During her tenure as director, Fink has seen an uptick in pride around sports on campus thanks to the success of the student-athletes and the way athletics are more integrated as part of the overall college experience.
“It’s been about building trust,” Fink says. “It feels like, across campus, there’s more confidence in what we’re doing.”
Fink has a staunch ally and confidante within five miles in University of Washington Athletic Director Jennifer Cohen, who also became a first-time athletic director in 2016.
“It’s wonderful to see the athletic success at Seattle U,” Cohen says. “Seattle is a great college sports town and it’s unique to have two Division I programs in the same city.”
According to a 2018 report from Higher Education Publications, Inc., just one in five NCAA athletic directors is female and only 39 Division I athletic departments, or 12 percent, are led by women. In the face of that disparity, Fink appreciates that both of the city’s Division I programs have female leaders.

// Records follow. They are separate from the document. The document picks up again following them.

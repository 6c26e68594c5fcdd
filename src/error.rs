#![deny(clippy::unwrap_used)]
#![deny(clippy::expect_used)]
#![deny(clippy::panic)]
#![warn(clippy::pedantic)]
#![warn(clippy::nursery)]
#![forbid(unsafe_code)]

use thiserror::Error;

/// Error code constants for type-safe error handling
pub mod code {
    pub const INVALID: &str = "INVALID";
    pub const UNAUTHORIZED: &str = "UNAUTHORIZED";
    pub const DEPENDENCY: &str = "DEPENDENCY";
    pub const TIMEOUT: &str = "TIMEOUT";
    pub const INTERNAL: &str = "INTERNAL";
}

#[derive(Error, Debug)]
pub enum FinderError {
    #[error("Configuration error: {0}")]
    ConfigError(String),

    #[error("API error: {0}")]
    ApiError(String),

    #[error("HTTP error: {0}")]
    HttpError(#[from] reqwest::Error),

    #[error("IO error: {0}")]
    IoError(#[from] std::io::Error),

    #[error("Serialization error: {0}")]
    SerializationError(#[from] serde_json::Error),

    #[error("Internal error: {0}")]
    Internal(String),
}

impl FinderError {
    /// Returns the protocol error code for this error
    #[must_use]
    pub fn code(&self) -> &'static str {
        match self {
            Self::ConfigError(_) | Self::SerializationError(_) => code::INVALID,
            Self::ApiError(_) => code::UNAUTHORIZED,
            Self::HttpError(err) if err.is_timeout() => code::TIMEOUT,
            Self::HttpError(_) | Self::IoError(_) => code::DEPENDENCY,
            Self::Internal(_) => code::INTERNAL,
        }
    }

    /// Returns the exit code for this error
    #[must_use]
    pub const fn exit_code(&self) -> i32 {
        match self {
            Self::ConfigError(_) => 2,
            Self::ApiError(_) => 3,
            Self::HttpError(_) => 4,
            Self::IoError(_) => 7,
            Self::SerializationError(_) => 8,
            Self::Internal(_) => 9,
        }
    }
}

/// Failure of a single request against the Actions API.
///
/// `NotFound` is kept apart from every other failure class: the attempt
/// resolver treats it as "this run has no per-attempt breakdown" rather than
/// as an error.
#[derive(Error, Debug, Clone, PartialEq, Eq)]
pub enum FetchError {
    #[error("not found: {url}")]
    NotFound { url: String },

    #[error("request to {url} failed{}: {message}", .status.map(|s| format!(" with status {s}")).unwrap_or_default())]
    Transport {
        url: String,
        status: Option<u16>,
        message: String,
    },

    #[error("could not decode response from {url}: {message}")]
    Decode { url: String, message: String },
}

impl FetchError {
    #[must_use]
    pub const fn is_not_found(&self) -> bool {
        matches!(self, Self::NotFound { .. })
    }

    #[must_use]
    pub fn url(&self) -> &str {
        match self {
            Self::NotFound { url } | Self::Transport { url, .. } | Self::Decode { url, .. } => url,
        }
    }
}

/// Protocol error codes as documented in the CLI
pub const ERROR_CODES: &[(&str, &str, &str)] = &[
    (
        code::INVALID,
        "Invalid configuration or payload",
        "Check .finder/config.toml and the flags passed on the command line",
    ),
    (
        code::UNAUTHORIZED,
        "GitHub rejected the request",
        "Provide a token with repo and actions:read access via --token or GITHUB_TOKEN",
    ),
    (
        code::DEPENDENCY,
        "GitHub API is unreachable",
        "Check network access to the API base URL and retry",
    ),
    (
        code::TIMEOUT,
        "Request timed out",
        "Increase request_timeout_secs and retry",
    ),
    (
        code::INTERNAL,
        "Unexpected internal failure",
        "Inspect logs (RUST_LOG=debug) and retry",
    ),
];

/// Get error code details (description and fix) for a given error code
#[must_use]
pub fn get_error_info(error_code: &str) -> Option<(&'static str, &'static str)> {
    ERROR_CODES
        .iter()
        .find(|(code, _, _)| *code == error_code)
        .map(|(_, desc, fix)| (*desc, *fix))
}

pub type Result<T> = std::result::Result<T, FinderError>;
//! GitHub REST adapter for the [`crate::ports::ActionsApi`] port.

mod client;
mod payloads;

pub use client::{ClientOptions, GitHubClient, DEFAULT_API_BASE_URL};
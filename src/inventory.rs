use crate::pagination::collect_pages;
use crate::ports::{ActionsApi, FinderSettings};
use crate::progress::ProgressSink;
use crate::types::{RepoInventory, RepoName};
use tracing::debug;

/// Lists every live artifact of `repo`, largest first.
///
/// A failed page ends the listing early; the artifacts already seen are kept.
pub async fn build_inventory<A>(
    api: &A,
    settings: &FinderSettings,
    repo: &RepoName,
    progress: &dyn ProgressSink,
) -> RepoInventory
where
    A: ActionsApi + ?Sized,
{
    let listed = collect_pages(settings.per_page, |page| {
        progress.report(
            &format!("Repo {repo}: Fetching artifacts page {}", page.page),
            None,
        );
        api.list_artifacts(repo, page)
    })
    .await;

    let inventory = RepoInventory::new(repo.clone(), listed.items);
    debug!(
        repo = %repo,
        artifacts = inventory.artifacts.len(),
        complete = listed.interrupted.is_none(),
        "built artifact inventory"
    );
    inventory
}
impl UnitRegistry {
    /// Registry loaded from the bundled tables with the default patches
    pub fn new() -> Result<Self> {
        crate::bootstrap::Bootstrap::new().load()
    }

    /// Registry with no units, prefixes or dimensions
    pub fn empty() -> Self {
        Self::default()
    }

    /// Number of registered units (prefixed forms not counted)
    pub fn len(&self) -> usize {
        self.units.len()
    }

    pub fn is_empty(&self) -> bool {
        self.units.is_empty()
    }

    /// Registered units in registration order
    pub fn units(&self) -> impl Iterator<Item = &UnitDefinition> + '_ {
        self.units.iter()
    }

    /// Declared dimensions, base and derived, in declaration order
    pub fn dimensions(&self) -> impl Iterator<Item = &DimensionDecl> + '_ {
        self.dimensions.iter()
    }

    pub fn prefixes(&self) -> impl Iterator<Item = &Prefix> + '_ {
        self.prefixes.iter()
    }

    /// Look up a declared dimension by bracketed name
    pub fn dimension(&self, name: &str) -> Option<&DimensionDecl> {
        self.dimension_index.get(name).map(|&i| &self.dimensions[i])
    }

    /// Reference unit of a base dimension
    pub fn reference_of(&self, base: &str) -> Option<&UnitDefinition> {
        self.references.get(base).map(|&i| &self.units[i])
    }

    // ------------------------------------------------------------------
    // Definition
    // ------------------------------------------------------------------

    /// Register a unit.
    ///
    /// A dimension body naming a single undeclared dimension with scale 1 and
    /// no offset declares a new base dimension with this unit as its
    /// reference. Re-registering an identical definition merges any new
    /// spellings; any spelling owned by a different unit is a
    /// `DuplicateUnit`.
    pub fn define_unit(&mut self, spec: UnitSpec) -> Result<()> {
        if spec.name.is_empty() {
            return Err(UnitError::syntax("", 0, "", "empty unit name"));
        }

        let mut new_base = None;
        let (dimension, scale, offset) = match &spec.body {
            UnitBody::Dimension(text) => {
                let expr = parse_expression(text)?;
                let dimension = match &expr {
                    UnitExpr::Dimension(name)
                        if !name.is_empty()
                            && spec.scale == 1.0
                            && spec.offset == 0.0
                            && !self.dimension_index.contains_key(&bracketed(name)) =>
                    {
                        let base = bracketed(name);
                        validate_dimension_name(&base)?;
                        new_base = Some(base.clone());
                        DimensionVector::base(base)
                    }
                    _ => self.evaluate_dimension(&spec.name, &expr)?,
                };
                (dimension, spec.scale, spec.offset)
            }
            UnitBody::Expression(text) => scaled(&spec, self.resolve(text)?),
            UnitBody::Parsed(expr) => scaled(&spec, self.resolve_expr(expr)?),
        };

        if !scale.is_finite() || scale == 0.0 || !offset.is_finite() {
            return Err(UnitError::invalid_dimension(
                spec.name.clone(),
                format!("unit scale must be finite and non-zero (got {})", scale),
            ));
        }

        let mut definition = UnitDefinition::new(spec.name.clone(), dimension, scale);
        definition.offset = offset;
        definition.symbol = spec.symbol.clone().filter(|s| *s != spec.name);
        for alias in &spec.aliases {
            if alias != &spec.name
                && definition.symbol.as_ref() != Some(alias)
                && !definition.aliases.contains(alias)
            {
                definition.aliases.push(alias.clone());
            }
        }

        // Identical re-registration: merge spellings
        if let Some(&idx) = self.spellings.get(&definition.name) {
            let existing = &self.units[idx];
            if existing.name != definition.name || !existing.same_quantity(&definition) {
                return Err(UnitError::duplicate(definition.name));
            }
            for spelling in definition.spellings() {
                if let Some(&owner) = self.spellings.get(spelling) {
                    if owner != idx {
                        return Err(UnitError::duplicate(spelling));
                    }
                }
            }
            if let Some(symbol) = definition.symbol.filter(|s| !self.spellings.contains_key(s)) {
                let unit = &mut self.units[idx];
                if unit.symbol.is_none() {
                    unit.symbol = Some(symbol.clone());
                } else {
                    unit.aliases.push(symbol.clone());
                }
                self.spellings.insert(symbol, idx);
            }
            for alias in definition.aliases {
                if !self.spellings.contains_key(&alias) {
                    self.units[idx].aliases.push(alias.clone());
                    self.spellings.insert(alias, idx);
                }
            }
            debug!(unit = %self.units[idx].name, "unit re-registered");
            return Ok(());
        }

        for spelling in definition.spellings() {
            if self.spellings.contains_key(spelling) {
                return Err(UnitError::duplicate(spelling));
            }
        }

        let idx = self.units.len();
        for spelling in definition.spellings() {
            self.spellings.insert(spelling.to_string(), idx);
        }

        if let Some(base) = new_base {
            self.push_dimension(DimensionDecl {
                name: base.clone(),
                dimension: definition.dimension.clone(),
                is_base: true,
            });
            self.references.insert(base, idx);
        } else if definition.is_reference() && definition.dimension.len() == 1 {
            if let Some((base, exp)) = definition.dimension.iter().next() {
                if exp == gauge_core::Exponent::from_integer(1) && !self.references.contains_key(base) {
                    self.references.insert(base.to_string(), idx);
                }
            }
        }

        debug!(
            unit = %definition.name,
            dimension = %definition.dimension,
            scale = definition.scale,
            offset = definition.offset,
            "unit defined"
        );
        self.units.push(definition);
        Ok(())
    }

    /// Add another spelling for an existing unit
    pub fn define_alias(&mut self, existing: &str, alias: &str) -> Result<()> {
        let idx = match self.spellings.get(existing) {
            Some(&idx) => idx,
            None => {
                return Err(UnitError::UnknownUnit {
                    name: existing.to_string(),
                })
            }
        };
        match self.spellings.get(alias) {
            Some(&owner) if owner == idx => return Ok(()),
            Some(_) => return Err(UnitError::duplicate(alias)),
            None => {}
        }
        if alias.is_empty() {
            return Err(UnitError::syntax(alias, 0, "", "empty alias"));
        }

        self.units[idx].aliases.push(alias.to_string());
        self.spellings.insert(alias.to_string(), idx);
        debug!(unit = %self.units[idx].name, alias, "alias defined");
        Ok(())
    }

    /// Register a prefix; identical re-registration is a no-op
    pub fn define_prefix(&mut self, prefix: Prefix) -> Result<()> {
        if !prefix.factor.is_finite() || prefix.factor == 0.0 {
            return Err(UnitError::invalid_dimension(
                format!("{}-", prefix.name),
                "prefix factor must be finite and non-zero",
            ));
        }
        if let Some(existing) = self.prefixes.iter().find(|p| p.name == prefix.name) {
            if existing.factor == prefix.factor {
                return Ok(());
            }
            return Err(UnitError::duplicate(format!("{}-", prefix.name)));
        }
        for spelling in prefix.spellings() {
            if self.prefix_spellings.iter().any(|(s, _)| s == spelling) {
                return Err(UnitError::duplicate(format!("{}-", spelling)));
            }
        }

        let idx = self.prefixes.len();
        for spelling in prefix.spellings().filter(|s| !s.is_empty()) {
            self.prefix_spellings.push((spelling.to_string(), idx));
        }
        self.prefix_spellings
            .sort_by(|a, b| b.0.chars().count().cmp(&a.0.chars().count()));
        debug!(prefix = %prefix.name, factor = prefix.factor, "prefix defined");
        self.prefixes.push(prefix);
        Ok(())
    }

    /// Declare a named derived dimension such as
    /// `[volumetric_flow_rate] = [length] ** 3 / [time]`.
    pub fn define_dimension(&mut self, name: &str, expression: &str) -> Result<()> {
        validate_dimension_name(name)?;
        let expr = parse_expression(expression)?;
        let dimension = self.evaluate_dimension(name, &expr)?;

        if let Some(existing) = self.dimension(name) {
            if existing.dimension == dimension {
                return Ok(());
            }
            return Err(UnitError::invalid_dimension(
                name,
                format!("already declared as {}", existing.dimension),
            ));
        }

        debug!(dimension = name, reduced = %dimension, "dimension declared");
        self.push_dimension(DimensionDecl {
            name: name.to_string(),
            dimension,
            is_base: false,
        });
        Ok(())
    }

    fn push_dimension(&mut self, decl: DimensionDecl) {
        self.dimension_index
            .insert(decl.name.clone(), self.dimensions.len());
        self.dimensions.push(decl);
    }

    /// Reduce a dimension expression to base dimensions
    fn evaluate_dimension(&self, owner: &str, expr: &UnitExpr) -> Result<DimensionVector> {
        match expr {
            UnitExpr::Dimension(name) if name.is_empty() => Ok(DimensionVector::dimensionless()),
            UnitExpr::Dimension(name) => {
                let name = bracketed(name);
                self.dimension(&name)
                    .map(|d| d.dimension.clone())
                    .ok_or_else(|| {
                        UnitError::invalid_dimension(owner, format!("unknown dimension '{}'", name))
                    })
            }
            UnitExpr::Number(_) => Ok(DimensionVector::dimensionless()),
            UnitExpr::UnitRef(unit) => Err(UnitError::invalid_dimension(
                owner,
                format!("'{}' is a unit, not a dimension", unit),
            )),
            UnitExpr::Product(l, r) => {
                let (l, r) = (self.evaluate_dimension(owner, l)?, self.evaluate_dimension(owner, r)?);
                l.multiply(&r).ok_or_else(|| dimension_overflow(owner))
            }
            UnitExpr::Quotient(l, r) => {
                let (l, r) = (self.evaluate_dimension(owner, l)?, self.evaluate_dimension(owner, r)?);
                l.divide(&r).ok_or_else(|| dimension_overflow(owner))
            }
            UnitExpr::Power(base, n) => self
                .evaluate_dimension(owner, base)?
                .power(*n)
                .ok_or_else(|| dimension_overflow(owner)),
        }
    }

    // ------------------------------------------------------------------
    // Lookup
    // ------------------------------------------------------------------

    /// Find a unit by spelling, then by prefix decomposition (`kW`), then
    /// with a plural `s` removed (`days`, `kilometers`).
    ///
    /// Prefixed units are synthesized, so they come back owned.
    pub fn get(&self, name: &str) -> Option<Cow<'_, UnitDefinition>> {
        if let Some(def) = self.lookup(name) {
            return Some(def);
        }
        let stem = name.strip_suffix('s').filter(|s| !s.is_empty())?;
        self.lookup(stem)
    }

    fn lookup(&self, name: &str) -> Option<Cow<'_, UnitDefinition>> {
        if let Some(&idx) = self.spellings.get(name) {
            return Some(Cow::Borrowed(&self.units[idx]));
        }
        for (spelling, p) in &self.prefix_spellings {
            let rest = match name.strip_prefix(spelling.as_str()) {
                Some(rest) if !rest.is_empty() => rest,
                _ => continue,
            };
            if let Some(&idx) = self.spellings.get(rest) {
                let unit = &self.units[idx];
                if unit.is_affine() {
                    continue;
                }
                return Some(Cow::Owned(self.prefixes[*p].apply(unit)));
            }
        }
        None
    }

    /// As `get`, failing with `UndefinedUnit`
    pub fn definition(&self, name: &str) -> Result<Cow<'_, UnitDefinition>> {
        self.get(name).ok_or_else(|| UnitError::undefined(name))
    }

    /// Check whether a spelling resolves to a unit
    pub fn contains(&self, name: &str) -> bool {
        self.get(name).is_some()
    }

    /// Parse and resolve unit text. Empty text is dimensionless.
    pub fn resolve(&self, text: &str) -> Result<ResolvedUnit> {
        let text = text.trim();
        if text.is_empty() {
            return Ok(ResolvedUnit::dimensionless());
        }
        if let Some(def) = self.get(text) {
            trace!(unit = text, canonical = %def.name, "resolved by name");
            return Ok(ResolvedUnit::from_definition(&def));
        }
        let expr = parse_expression(text)?;
        let resolved = self.resolve_expr(&expr)?;
        trace!(
            unit = text,
            dimension = %resolved.dimension,
            scale = resolved.scale,
            "resolved expression"
        );
        Ok(resolved)
    }

    /// Resolve an already parsed expression
    pub fn resolve_expr(&self, expr: &UnitExpr) -> Result<ResolvedUnit> {
        if let Some(name) = expr.as_unit_ref() {
            let def = self.definition(name)?;
            return Ok(ResolvedUnit::from_definition(&def));
        }
        self.evaluate(expr)
    }

    fn evaluate(&self, expr: &UnitExpr) -> Result<ResolvedUnit> {
        let combined = match expr {
            UnitExpr::UnitRef(name) => {
                let def = self.definition(name)?;
                return Ok(ResolvedUnit::ratio_of(&def));
            }
            UnitExpr::Dimension(name) => return Err(UnitError::undefined(bracketed(name))),
            UnitExpr::Number(value) => return Ok(ResolvedUnit::number(*value)),
            UnitExpr::Product(l, r) => self.evaluate(l)?.multiply(self.evaluate(r)?),
            UnitExpr::Quotient(l, r) => self.evaluate(l)?.divide(self.evaluate(r)?),
            UnitExpr::Power(base, n) => self.evaluate(base)?.power(*n),
        };
        combined.ok_or_else(|| UnitError::overflow(expr.to_string()))
    }

    /// Dimensionality of unit text; anything that fails to resolve
    /// (including empty text) is dimensionless.
    pub fn dimensionality_of(&self, text: &str) -> DimensionVector {
        match self.resolve(text) {
            Ok(resolved) => resolved.dimension,
            Err(e) => {
                trace!(unit = text, error = %e, "dimensionality defaulted to dimensionless");
                DimensionVector::dimensionless()
            }
        }
    }

    /// Pretty text of the reference units for a dimension (`kg·m²/s³`).
    ///
    /// Base dimensions without a reference unit render as their own name.
    pub fn reference_unit(&self, dimension: &DimensionVector) -> String {
        let terms = dimension.iter().map(|(base, exp)| {
            let symbol = self
                .reference_of(base)
                .map(|u| u.display_symbol().to_string())
                .unwrap_or_else(|| base.to_string());
            (symbol, exp)
        });
        format_terms(terms).unwrap_or_else(|| dimension.to_string())
    }
}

“It’s so Washington and I love that about Seattle,” Fink says. “Jen is great and has been a great resource and a very fun, worthy competitor.”
Despite the schools’ on-field rivalry, Cohen says she and Fink support and advise each other as they navigate the challenges of their roles.
“We have a special relationship in that we really understand the complexities and pressures of our roles and we also both share a passion for building a championship culture centered around the student-athlete experience,” Cohen says.
One of the beneficiaries of that experience is women’s soccer player Jessie Ray, ’20, a senior forward from Portland, Ore., who gave the keynote speech at the 2019 Red Tie Celebration, which raised more than $700,000 for Seattle U Athletics. Ray, a cell and molecular biology major, says her athletic career allowed her to travel to interesting places and bond with her teammates, but also prepared her to perform better academically.
“Within our respective sports, student-athletes are constantly confronted by a variety of pressure situations that will result in success or failure,” says Ray. “The takeaway is an additional set of skills for dealing with stress, which helps us manage challenges in the classroom as well.”
While some may challenge the relevancy or necessity of athletics in higher education—where academics and personal growth are paramount—Fink stresses the undeniable value add of sports as they pertain to Seattle U’s mission of cultivating leaders and “educating the whole person.”
“You’re going to be academically challenged, you’re going to be involved in the community and you’re going to come out a different person than you were,” she says. “The student-athlete experience mirrors the broader Seattle U student experience. We do things that are distinctly Seattle, that are distinctly Jesuit Catholic and do them better than anybody else.”
Looking ahead, Fink identifies securing an on-campus events center as a major priority for the department, along with continuing to improve the student-athlete experience and alumni relations. And of course, Fink plans to form and deepen on-campus partnerships to further embed Division I athletics into the university’s culture.
“My plan is for the integration to become so intertwined that you can’t imagine Seattle U without athletics, that you can’t pull them apart.”